## [SUPPLIED RECORDS]
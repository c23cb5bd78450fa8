//! Ctrl+C / SIGTERM handling for a running sync.
//!
//! A signal never interrupts an in-flight batch: it cancels a token that the
//! uploader checks before starting the next batch, so the manifest always
//! reflects every completed batch.

use tokio::signal;
use tokio_util::sync::CancellationToken;
use tracing::{info, warn};

/// Shutdown coordinator
pub struct ShutdownCoordinator {
    token: CancellationToken,
}

impl ShutdownCoordinator {
    pub fn new() -> Self {
        Self {
            token: CancellationToken::new(),
        }
    }

    /// Token observed by the uploader between batches.
    pub fn token(&self) -> CancellationToken {
        self.token.clone()
    }

    /// Spawn a task that cancels the token on SIGINT or SIGTERM.
    pub fn listen(&self) -> tokio::task::JoinHandle<()> {
        let token = self.token.clone();
        tokio::spawn(async move {
            tokio::select! {
                reason = wait_for_signal() => {
                    match reason {
                        Ok(name) => info!("Received {}, finishing the current batch before stopping", name),
                        Err(e) => {
                            warn!("Failed to install signal handlers: {}", e);
                            return;
                        }
                    }
                    token.cancel();
                }
                _ = token.cancelled() => {}
            }
        })
    }

    /// Release the signal listener once the run is over.
    pub fn finish(&self) {
        self.token.cancel();
    }
}

impl Default for ShutdownCoordinator {
    fn default() -> Self {
        Self::new()
    }
}

async fn wait_for_signal() -> std::io::Result<&'static str> {
    #[cfg(unix)]
    {
        let mut terminate = signal::unix::signal(signal::unix::SignalKind::terminate())?;
        tokio::select! {
            res = signal::ctrl_c() => res.map(|_| "SIGINT (Ctrl+C)"),
            _ = terminate.recv() => Ok("SIGTERM"),
        }
    }

    #[cfg(not(unix))]
    {
        signal::ctrl_c().await.map(|_| "Ctrl+C")
    }
}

## [YOUR OBJECTIVE]
This task calls for every entry above to be transcribed exactly.

## [ANSWER BOX]
repository c23cb5bd78450fa8
//! Ctrl+C / SIGTERM handling for a running sync.
//!
//! A signal never interrupts an in-flight batch: it cancels a token that the
//! uploader checks before starting the next batch, so the manifest always
//! reflects every completed batch.

use tokio::signal;
use tokio_util::sync::CancellationToken;
use tracing::{info, warn};

/// Shutdown coordinator
pub struct ShutdownCoordinator {
    token: CancellationToken,
}

impl ShutdownCoordinator {
    pub fn new() -> Self {
        Self {
            token: CancellationToken::new(),
        }
    }

    /// Token observed by the uploader between batches.
    pub fn token(&self) -> CancellationToken {
        self.token.clone()
    }

    /// Spawn a task that cancels the token on SIGINT or SIGTERM.
    pub fn listen(&self) -> tokio::task::JoinHandle<()> {
        let token = self.token.clone();
        tokio::spawn(async move {
            tokio::select! {
                reason = wait_for_signal() => {
                    match reason {
                        Ok(name) => info!("Received {}, finishing the current batch before stopping", name),
                        Err(e) => {
                            warn!("Failed to install signal handlers: {}", e);
                            return;
                        }
                    }
                    token.cancel();
                }
                _ = token.cancelled() => {}
            }
        })
    }

    /// Release the signal listener once the run is over.
    pub fn finish(&self) {
        self.token.cancel();
    }
}

impl Default for ShutdownCoordinator {
    fn default() -> Self {
        Self::new()
    }
}

async fn wait_for_signal() -> std::io::Result<&'static str> {
    #[cfg(unix)]
    {
        let mut terminate = signal::unix::signal(signal::unix::SignalKind::terminate())?;
        tokio::select! {
            res = signal::ctrl_c() => res.map(|_| "SIGINT (Ctrl+C)"),
            _ = terminate.recv() => Ok("SIGTERM"),
        }
    }

    #[cfg(not(unix))]
    {
        signal::ctrl_c().await.map(|_| "Ctrl+C")
    }
}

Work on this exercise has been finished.